La Corte di Cassazione, con ben due sentenze adottate di recente e a poca distanza l’una, dall’altra, ha chiarito che il convivente, pur non essendo proprietario dell’immobile dove si svolgeva la convivenza, è da qualificarsi come detentore e, in quanto tale, può agire in giudizio mediante l’azione possessoria per far ritorno in casa.
Il ragionamento seguito dalla Suprema Corte parte dal presupposto che fra i conviventi si forma un famiglia di fatto, degna di tutela, in virtù dell’art. 2 della Costituzione. E’, dunque, pacifico che il singolo possa esercitare la libertà di convivere con un’altra persona, per svolgere la propria personalità individuale.
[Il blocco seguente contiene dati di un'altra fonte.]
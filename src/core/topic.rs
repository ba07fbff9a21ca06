//! Topic and difficulty choices offered on the start screen.
//!
//! Both are closed sets, so `configure` never sees an out-of-range value.

use clap::ValueEnum;
use serde::{Deserialize, Serialize};

#[derive(Serialize, Deserialize, ValueEnum, Clone, Copy, Debug, Default, PartialEq, Eq, Hash)]
#[serde(rename_all = "kebab-case")]
pub enum Topic {
    #[default]
    DailyConversation,
    TravelAdventure,
    FoodDining,
    HobbiesFun,
    FeelingsEmotions,
    BusinessProfessional,
    IdiomsSlang,
}

impl Topic {
    pub const ALL: [Topic; 7] = [
        Topic::DailyConversation,
        Topic::TravelAdventure,
        Topic::FoodDining,
        Topic::HobbiesFun,
        Topic::FeelingsEmotions,
        Topic::BusinessProfessional,
        Topic::IdiomsSlang,
    ];

    /// Returns a human-readable label for display and for the prompt
    pub fn label(self) -> &'static str {
        match self {
            Topic::DailyConversation => "Daily Conversation",
            Topic::TravelAdventure => "Travel & Adventure",
            Topic::FoodDining => "Food & Dining",
            Topic::HobbiesFun => "Hobbies & Fun",
            Topic::FeelingsEmotions => "Feelings & Emotions",
            Topic::BusinessProfessional => "Business & Professional",
            Topic::IdiomsSlang => "Idioms & Slang",
        }
    }

    /// Cycles to the next topic (wraps around)
    pub fn next(self) -> Topic {
        let i = Self::ALL.iter().position(|t| *t == self).unwrap_or(0);
        Self::ALL[(i + 1) % Self::ALL.len()]
    }

    /// Cycles to the previous topic (wraps around)
    pub fn prev(self) -> Topic {
        let i = Self::ALL.iter().position(|t| *t == self).unwrap_or(0);
        Self::ALL[(i + Self::ALL.len() - 1) % Self::ALL.len()]
    }
}

/// Vocabulary level requested from the generator.
#[derive(Serialize, Deserialize, ValueEnum, Clone, Copy, Debug, Default, PartialEq, Eq, Hash)]
#[serde(rename_all = "kebab-case")]
pub enum Difficulty {
    #[default]
    Beginner,
    Intermediate,
    Advanced,
    Expert,
}

impl Difficulty {
    pub const ALL: [Difficulty; 4] = [
        Difficulty::Beginner,
        Difficulty::Intermediate,
        Difficulty::Advanced,
        Difficulty::Expert,
    ];

    pub fn label(self) -> &'static str {
        match self {
            Difficulty::Beginner => "Beginner",
            Difficulty::Intermediate => "Intermediate",
            Difficulty::Advanced => "Advanced",
            Difficulty::Expert => "Expert",
        }
    }

    pub fn next(self) -> Difficulty {
        match self {
            Difficulty::Beginner => Difficulty::Intermediate,
            Difficulty::Intermediate => Difficulty::Advanced,
            Difficulty::Advanced => Difficulty::Expert,
            Difficulty::Expert => Difficulty::Beginner,
        }
    }

    pub fn prev(self) -> Difficulty {
        match self {
            Difficulty::Beginner => Difficulty::Expert,
            Difficulty::Intermediate => Difficulty::Beginner,
            Difficulty::Advanced => Difficulty::Intermediate,
            Difficulty::Expert => Difficulty::Advanced,
        }
    }
}
use ratatui::Frame;
use ratatui::layout::{Alignment, Constraint, Flex, Layout, Rect};
use ratatui::style::{Color, Modifier, Style};
use ratatui::text::{Line, Span};
use ratatui::widgets::{Block, Paragraph, Wrap};

use crate::tui::component::Component;

/// "Whoops!" panel for a failed generation.
pub struct ErrorView<'a> {
    pub message: &'a str,
}

impl Component for ErrorView<'_> {
    fn render(&mut self, frame: &mut Frame, area: Rect) {
        let width = area.width.min(60);
        let [column] = Layout::horizontal([Constraint::Length(width)])
            .flex(Flex::Center)
            .areas(area);
        let [panel] = Layout::vertical([Constraint::Length(8)])
            .flex(Flex::Center)
            .areas(column);

        let lines = vec![
            Line::from(Span::styled(
                "Whoops!",
                Style::default().fg(Color::Red).add_modifier(Modifier::BOLD),
            )),
            Line::default(),
            Line::from(self.message),
            Line::default(),
            Line::from(Span::styled(
                "Try Again (Enter)",
                Style::default()
                    .fg(Color::Green)
                    .add_modifier(Modifier::BOLD),
            )),
        ];

        let paragraph = Paragraph::new(lines)
            .block(Block::bordered().border_style(Style::default().fg(Color::Red)))
            .alignment(Alignment::Center)
            .wrap(Wrap { trim: true });
        frame.render_widget(paragraph, panel);
    }
}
Conseguentemente può godere della casa familiare per soddisfare un interesse proprio, otre che della coppia, diventando a tutti gli effetti detentore della stessa.
Di certo la convivenza è una cosa ben diversa dal matrimonio, ma ciò non vuol dire che il convivente non proprietario possa essere definito “ospite” dell’altro!
Se l’unione spontanea di due persone è caratterizzata da durata, stabilità, esclusività e contribuzione, infatti, il convivente assume i connotati del detentore qualificato, trovando la fonte di tale status nella scelta di vivere insieme e di instaurare un consorzio familiare.
Ma se il convivente è detentore, cosa può e deve fare l’altro, il proprietario di casa?
Secondo la Suprema Corte non può passare alle vie di fatto, ma agire seguendo i canoni della buona fede e della correttezza, concedendo al convivente, un congruo termine per reperire un altro idoneo alloggio.